▶ [Brief]:
From the entries below, copy exactly the lines from the one that contains "self.cursor = (self.cursor" through the one that contains "field.push(c);", both included, and only those.

(Records contained in a dataset)
▼▼▼

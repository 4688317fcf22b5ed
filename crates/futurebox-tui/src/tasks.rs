//! Background task runner.
//!
//! Interprets [`Effect`]s from the app state: fetches run against the
//! fullnode client, write flows go through the wallet session. Every
//! task reports back over the message channel; nothing blocks the UI.

use std::sync::Arc;

use tokio::sync::mpsc::UnboundedSender;
use tracing::debug;

use futurebox_core::config::Config;
use futurebox_sui::client::SuiClient;
use futurebox_sui::fetch::{fetch_capsules, fetch_owned_nfts};
use futurebox_sui::wallet::{execute_with_deadline, WalletError, WalletSession, DEPOSIT_DEADLINE};

use crate::app::{AppMsg, Effect, TxKind};
use crate::notify::error_message;

/// Spawns async work for effects and routes results back to the app.
pub struct TaskRunner {
    client: Arc<SuiClient>,
    wallet: Arc<dyn WalletSession>,
    config: Config,
    msg_tx: UnboundedSender<AppMsg>,
}

impl TaskRunner {
    /// Wire a runner to the shared client, wallet, and message channel.
    pub fn new(
        client: Arc<SuiClient>,
        wallet: Arc<dyn WalletSession>,
        config: Config,
        msg_tx: UnboundedSender<AppMsg>,
    ) -> Self {
        Self {
            client,
            wallet,
            config,
            msg_tx,
        }
    }

    /// Spawn the task for one effect.
    pub fn run(&self, effect: Effect) {
        debug!(?effect, "spawning effect");
        match effect {
            Effect::FetchCapsules { generation } => {
                let client = self.client.clone();
                let registry = self.config.registry_id.clone();
                let tx = self.msg_tx.clone();
                tokio::spawn(async move {
                    let result = fetch_capsules(&client, &registry)
                        .await
                        .map_err(|err| error_message(&err));
                    let _ = tx.send(AppMsg::Capsules { generation, result });
                });
            }
            Effect::FetchNfts { generation } => {
                let client = self.client.clone();
                let wallet = self.wallet.clone();
                let struct_type = self.config.nft_struct_type();
                let tx = self.msg_tx.clone();
                tokio::spawn(async move {
                    let result = match wallet.address() {
                        Some(owner) => fetch_owned_nfts(&client, &owner, &struct_type)
                            .await
                            .map_err(|err| error_message(&err)),
                        None => Err(error_message(&WalletError::NotConnected)),
                    };
                    let _ = tx.send(AppMsg::Nfts { generation, result });
                });
            }
            Effect::SubmitTx(request) => {
                let wallet = self.wallet.clone();
                let tx = self.msg_tx.clone();
                tokio::spawn(async move {
                    let result = wallet
                        .sign_and_execute(&request)
                        .await
                        .map_err(|err| error_message(&err));
                    let _ = tx.send(AppMsg::TxDone {
                        kind: TxKind::Submit,
                        result,
                    });
                });
            }
            Effect::VoteTx(request) => {
                let wallet = self.wallet.clone();
                let tx = self.msg_tx.clone();
                tokio::spawn(async move {
                    let result = execute_with_deadline(wallet.as_ref(), &request, DEPOSIT_DEADLINE)
                        .await
                        .map_err(|err| error_message(&err));
                    let _ = tx.send(AppMsg::TxDone {
                        kind: TxKind::Vote,
                        result,
                    });
                });
            }
            Effect::DepositTx(request) => {
                let wallet = self.wallet.clone();
                let tx = self.msg_tx.clone();
                tokio::spawn(async move {
                    let result = wallet
                        .sign_and_execute(&request)
                        .await
                        .map_err(|err| error_message(&err));
                    let _ = tx.send(AppMsg::TxDone {
                        kind: TxKind::Deposit,
                        result,
                    });
                });
            }
        }
    }
}
impl App {
    /// Fresh state on the capsules page.
    pub fn new(config: Config, account: Option<SuiAddress>) -> Self {
        Self {
            config,
            account,
            page: Page::Capsules,
            capsules: Vec::new(),
            capsules_error: None,
            capsules_loading: false,
            nfts: Vec::new(),
            nfts_error: None,
            nfts_loading: false,
            selection: SelectionSet::new(),
            grid_page: 1,
            cursor: 0,
            gallery_cursor: 0,
            modal: None,
            form: SubmitForm::default(),
            toasts: Toasts::new(),
            depositing: false,
            submitting: false,
            should_quit: false,
            capsules_generation: 0,
            nfts_generation: 0,
        }
    }

    // ---- fetch lifecycle ----

    /// Start (or restart) the capsule fetch, invalidating older ones.
    pub fn refetch_capsules(&mut self) -> Effect {
        self.capsules_generation += 1;
        self.capsules_loading = true;
        self.capsules_error = None;
        Effect::FetchCapsules {
            generation: self.capsules_generation,
        }
    }

    /// Start (or restart) the NFT fetch, invalidating older ones.
    ///
    /// Refuses (error banner, no effect) when no account is connected.
    pub fn refetch_nfts(&mut self) -> Option<Effect> {
        if self.account.is_none() {
            self.nfts_error = Some("No account connected".to_string());
            self.nfts_loading = false;
            return None;
        }
        self.nfts_generation += 1;
        self.nfts_loading = true;
        self.nfts_error = None;
        Some(Effect::FetchNfts {
            generation: self.nfts_generation,
        })
    }

    /// Switch pages; data-bearing pages fetch on mount.
    pub fn open_page(&mut self, page: Page) -> Option<Effect> {
        self.page = page;
        self.cursor = 0;
        self.modal = None;
        self.form.focus = if page == Page::Submit {
            Some(FormField::Title)
        } else {
            None
        };
        match page {
            Page::Capsules | Page::Leaderboard => Some(self.refetch_capsules()),
            Page::Gallery => {
                self.gallery_cursor = 0;
                self.refetch_nfts()
            }
            Page::Submit => None,
        }
    }

    /// Apply a task result; may chain a refetch.
    pub fn apply(&mut self, msg: AppMsg) -> Option<Effect> {
        match msg {
            AppMsg::Capsules { generation, result } => {
                if generation != self.capsules_generation {
                    debug!(generation, current = self.capsules_generation, "stale capsule fetch discarded");
                    return None;
                }
                self.capsules_loading = false;
                match result {
                    Ok(capsules) => {
                        self.capsules = capsules;
                        self.clamp_grid();
                    }
                    Err(message) => {
                        self.capsules_error = Some(message);
                        self.toasts
                            .error("Failed to load capsules. Please try again later.");
                    }
                }
                None
            }
            AppMsg::Nfts { generation, result } => {
                if generation != self.nfts_generation {
                    debug!(generation, current = self.nfts_generation, "stale NFT fetch discarded");
                    return None;
                }
                self.nfts_loading = false;
                match result {
                    Ok(nfts) => {
                        self.nfts = nfts;
                        self.gallery_cursor = self
                            .gallery_cursor
                            .min(self.nfts.len().saturating_sub(1));
                    }
                    Err(message) => {
                        self.nfts_error = Some(message);
                    }
                }
                None
            }
            AppMsg::TxDone { kind, result } => self.finish_tx(kind, result),
        }
    }

    fn finish_tx(
        &mut self,
        kind: TxKind,
        result: Result<ExecuteResponse, String>,
    ) -> Option<Effect> {
        match kind {
            TxKind::Submit => {
                self.submitting = false;
                match result {
                    Ok(response) => {
                        self.toasts.success(format!("Capsule submitted ({})", response.digest));
                        self.form.clear();
                        Some(self.refetch_capsules())
                    }
                    Err(message) => {
                        self.toasts.error(message);
                        None
                    }
                }
            }
            TxKind::Vote => {
                self.depositing = false;
                match result {
                    Ok(_) => {
                        self.toasts.success("Capsules deposited successfully");
                        self.selection.clear();
                        Some(self.refetch_capsules())
                    }
                    Err(message) => {
                        self.toasts.error(message);
                        None
                    }
                }
            }
            TxKind::Deposit => {
                self.depositing = false;
                match result {
                    Ok(_) => {
                        self.toasts.success("NFT deposited successfully");
                        self.refetch_nfts()
                    }
                    Err(message) => {
                        self.toasts.error(message);
                        None
                    }
                }
            }
        }
    }

    // ---- capsule grid ----

    /// Capsules ranked for the leaderboard view.
    pub fn leaderboard(&self) -> Vec<Capsule> {
        rank_by_votes(self.capsules.clone())
    }

    /// Number of grid pages (at least 1).
    pub fn total_pages(&self) -> usize {
        self.capsules.len().div_ceil(PAGE_SIZE).max(1)
    }

    /// The slice of capsules on the current grid page.
    pub fn current_cards(&self) -> &[Capsule] {
        let start = (self.grid_page - 1) * PAGE_SIZE;
        let end = (start + PAGE_SIZE).min(self.capsules.len());
        if start >= self.capsules.len() {
            return &[];
        }
        &self.capsules[start..end]
    }

    /// Go to the next grid page (clamped).
    pub fn next_grid_page(&mut self) {
        if self.grid_page < self.total_pages() {
            self.grid_page += 1;
            self.cursor = 0;
        }
    }

    /// Go to the previous grid page (clamped).
    pub fn prev_grid_page(&mut self) {
        if self.grid_page > 1 {
            self.grid_page -= 1;
            self.cursor = 0;
        }
    }

    fn clamp_grid(&mut self) {
        self.grid_page = self.grid_page.min(self.total_pages());
        self.cursor = self
            .cursor
            .min(self.current_cards().len().saturating_sub(1));
    }

    fn cursor_capsule(&self) -> Option<&Capsule> {
        self.current_cards().get(self.cursor)
    }

    // ---- actions ----

    /// Toggle selection membership, surfacing the five-capsule cap as a
    /// toast.
    pub fn toggle_selected(&mut self, id: &ObjectId) {
        if let Err(err) = self.selection.toggle(id) {
            self.toasts.error(err.to_string());
        }
    }

    /// Whether the batch-vote control is enabled: exactly five selected,
    /// an account connected, and no vote/deposit in flight.
    pub fn vote_enabled(&self) -> bool {
        self.selection.is_complete() && self.account.is_some() && !self.depositing
    }

    /// Begin the batch vote over the selection.
    pub fn begin_vote(&mut self) -> Option<Effect> {
        if self.account.is_none() {
            self.toasts.error("No account connected");
            return None;
        }
        if !self.selection.is_complete() {
            self.toasts
                .error("Please select exactly 5 capsules to deposit");
            return None;
        }
        if self.depositing {
            return None;
        }
        match build_vote(&self.config, &self.selection) {
            Ok(request) => {
                self.depositing = true;
                Some(Effect::VoteTx(request))
            }
            Err(err) => {
                self.toasts.error(err.to_string());
                None
            }
        }
    }

    /// Begin depositing the NFT under the gallery cursor.
    pub fn begin_deposit(&mut self) -> Option<Effect> {
        if self.account.is_none() {
            self.toasts.error("No account connected");
            return None;
        }
        if self.depositing {
            return None;
        }
        let nft = self.nfts.get(self.gallery_cursor)?;
        let request = build_deposit(&self.config, &nft.id);
        self.depositing = true;
        Some(Effect::DepositTx(request))
    }

    /// Validate the form and begin a capsule submission.
    ///
    /// A title without any content is rejected here; no transaction is
    /// built in that case.
    pub fn begin_submit(&mut self) -> Option<Effect> {
        if self.account.is_none() {
            self.toasts.error("No account connected");
            return None;
        }
        if self.submitting {
            return None;
        }
        match Submission::new(&self.form.title, &self.form.text, &self.form.image) {
            Ok(submission) => {
                self.submitting = true;
                Some(Effect::SubmitTx(build_submit(&self.config, &submission)))
            }
            Err(err) => {
                self.toasts.error(err.to_string());
                None
            }
        }
    }

    // ---- input ----

    /// Tick housekeeping.
    pub fn on_tick(&mut self) {
        self.toasts.prune();
    }

    /// Route a key press; may return async work to spawn.
    pub fn handle_key(&mut self, key: KeyEvent) -> Option<Effect> {
        if key.code == KeyCode::Char('c') && key.modifiers.contains(KeyModifiers::CONTROL) {
            self.should_quit = true;
            return None;
        }

        if self.modal.is_some() {
            return self.handle_modal_key(key);
        }

        match self.page {
            Page::Submit => self.handle_form_key(key),
            _ => self.handle_browse_key(key),
        }
    }

    fn handle_modal_key(&mut self, key: KeyEvent) -> Option<Effect> {
        match key.code {
            KeyCode::Esc | KeyCode::Char('q') => {
                self.modal = None;
            }
            KeyCode::Enter | KeyCode::Char(' ') => {
                if let Some(capsule) = self.modal.take() {
                    self.toggle_selected(&capsule.id);
                }
            }
            _ => {}
        }
        None
    }

    fn handle_browse_key(&mut self, key: KeyEvent) -> Option<Effect> {
        match key.code {
            KeyCode::Char('q') | KeyCode::Esc => {
                self.should_quit = true;
                None
            }
            KeyCode::Tab => {
                let index = Page::ALL.iter().position(|p| *p == self.page).unwrap_or(0);
                self.open_page(Page::ALL[(index + 1) % Page::ALL.len()])
            }
            KeyCode::BackTab => {
                let index = Page::ALL.iter().position(|p| *p == self.page).unwrap_or(0);
                self.open_page(Page::ALL[(index + Page::ALL.len() - 1) % Page::ALL.len()])
            }
            KeyCode::Char('1') => self.open_page(Page::Capsules),
            KeyCode::Char('2') => self.open_page(Page::Leaderboard),
            KeyCode::Char('3') => self.open_page(Page::Gallery),
            KeyCode::Char('4') => self.open_page(Page::Submit),
            KeyCode::Char('r') => match self.page {
                Page::Gallery => self.refetch_nfts(),
                _ => Some(self.refetch_capsules()),
            },
            KeyCode::Left if self.page == Page::Capsules => {
                self.prev_grid_page();
                None
            }
            KeyCode::Right if self.page == Page::Capsules => {
                self.next_grid_page();
                None
            }
            KeyCode::Up => {
                match self.page {
                    Page::Gallery => self.gallery_cursor = self.gallery_cursor.saturating_sub(1),
                    _ => self.cursor = self.cursor.saturating_sub(1),
                }
                None
            }
            KeyCode::Down => {
                match self.page {
                    Page::Gallery => {
                        self.gallery_cursor = (self.gallery_cursor + 1)
                            .min(self.nfts.len().saturating_sub(1));
                    }
                    _ => {
                        self.cursor = (self.cursor + 1)
                            .min(self.current_cards().len().saturating_sub(1));
                    }
                }
                None
            }
            KeyCode::Char(' ') if self.page == Page::Capsules => {
                if let Some(capsule) = self.cursor_capsule().cloned() {
                    self.toggle_selected(&capsule.id);
                }
                None
            }
            KeyCode::Enter if self.page == Page::Capsules => {
                self.modal = self.cursor_capsule().cloned();
                None
            }
            KeyCode::Char('v') if self.page == Page::Capsules => self.begin_vote(),
            KeyCode::Char('d') if self.page == Page::Gallery => self.begin_deposit(),
            _ => None,
        }
    }

    fn handle_form_key(&mut self, key: KeyEvent) -> Option<Effect> {
        match key.code {
            // Tab is taken by field focus, so Esc is the way back out.
            KeyCode::Esc => self.open_page(Page::Capsules),
            KeyCode::Tab => {
                self.form.focus = Some(self.form.focus.map_or(FormField::Title, FormField::next));
                None
            }
            KeyCode::Enter => self.begin_submit(),
            KeyCode::Backspace => {
                if let Some(field) = self.form.focused_field() {
                    field.pop();
                }
                None
            }
            KeyCode::Char(c) => {
                if let Some(field) = self.form.focused_field() {
                    field.push(c);
                }
                None
            }
            _ => None,
        }
    }
}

▲▲▲

▶ [Result]:
                        self.cursor = (self.cursor + 1)
                            .min(self.current_cards().len().saturating_sub(1));
                    }
                }
                None
            }
            KeyCode::Char(' ') if self.page == Page::Capsules => {
                if let Some(capsule) = self.cursor_capsule().cloned() {
                    self.toggle_selected(&capsule.id);
                }
                None
            }
            KeyCode::Enter if self.page == Page::Capsules => {
                self.modal = self.cursor_capsule().cloned();
                None
            }
            KeyCode::Char('v') if self.page == Page::Capsules => self.begin_vote(),
            KeyCode::Char('d') if self.page == Page::Gallery => self.begin_deposit(),
            _ => None,
        }
    }

    fn handle_form_key(&mut self, key: KeyEvent) -> Option<Effect> {
        match key.code {
            // Tab is taken by field focus, so Esc is the way back out.
            KeyCode::Esc => self.open_page(Page::Capsules),
            KeyCode::Tab => {
                self.form.focus = Some(self.form.focus.map_or(FormField::Title, FormField::next));
                None
            }
            KeyCode::Enter => self.begin_submit(),
            KeyCode::Backspace => {
                if let Some(field) = self.form.focused_field() {
                    field.pop();
                }
                None
            }
            KeyCode::Char(c) => {
                if let Some(field) = self.form.focused_field() {
                    field.push(c);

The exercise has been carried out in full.